- _What you have to do_
Below you will find a set of lines. Repeat them all exactly.

- _Extracted entries_
== Segment start ==

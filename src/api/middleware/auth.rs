//! Authentication middleware
//!
//! Resolves the caller through the injected `AuthProvider` and attaches
//! the resulting `CurrentUser` as a request extension. Authorization
//! (role vs resource/action) happens per handler; this layer only
//! establishes identity.

use axum::{
    extract::{Request, State},
    middleware::Next,
    response::Response,
};

use crate::api::AppState;
use crate::error::AppError;

/// Reject unauthenticated requests and inject `CurrentUser` for handlers.
pub async fn require_user(
    State(state): State<AppState>,
    mut request: Request,
    next: Next,
) -> Result<Response, AppError> {
    let user = state
        .auth
        .current_user(request.headers())
        .ok_or_else(|| AppError::Unauthorized("Authentication required".to_string()))?;

    tracing::debug!(user_id = %user.id, role = %user.role, "Authenticated request");
    request.extensions_mut().insert(user);

    Ok(next.run(request).await)
}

== Segment end ==

- _Expected answer_
filename src/api/middleware/auth.rs
//! Authentication middleware
//!
//! Resolves the caller through the injected `AuthProvider` and attaches
//! the resulting `CurrentUser` as a request extension. Authorization
//! (role vs resource/action) happens per handler; this layer only
//! establishes identity.

use axum::{
    extract::{Request, State},
    middleware::Next,
    response::Response,
};

use crate::api::AppState;
use crate::error::AppError;

/// Reject unauthenticated requests and inject `CurrentUser` for handlers.
pub async fn require_user(
    State(state): State<AppState>,
    mut request: Request,
    next: Next,
) -> Result<Response, AppError> {
    let user = state
        .auth
        .current_user(request.headers())
        .ok_or_else(|| AppError::Unauthorized("Authentication required".to_string()))?;

    tracing::debug!(user_id = %user.id, role = %user.role, "Authenticated request");
    request.extensions_mut().insert(user);

    Ok(next.run(request).await)
}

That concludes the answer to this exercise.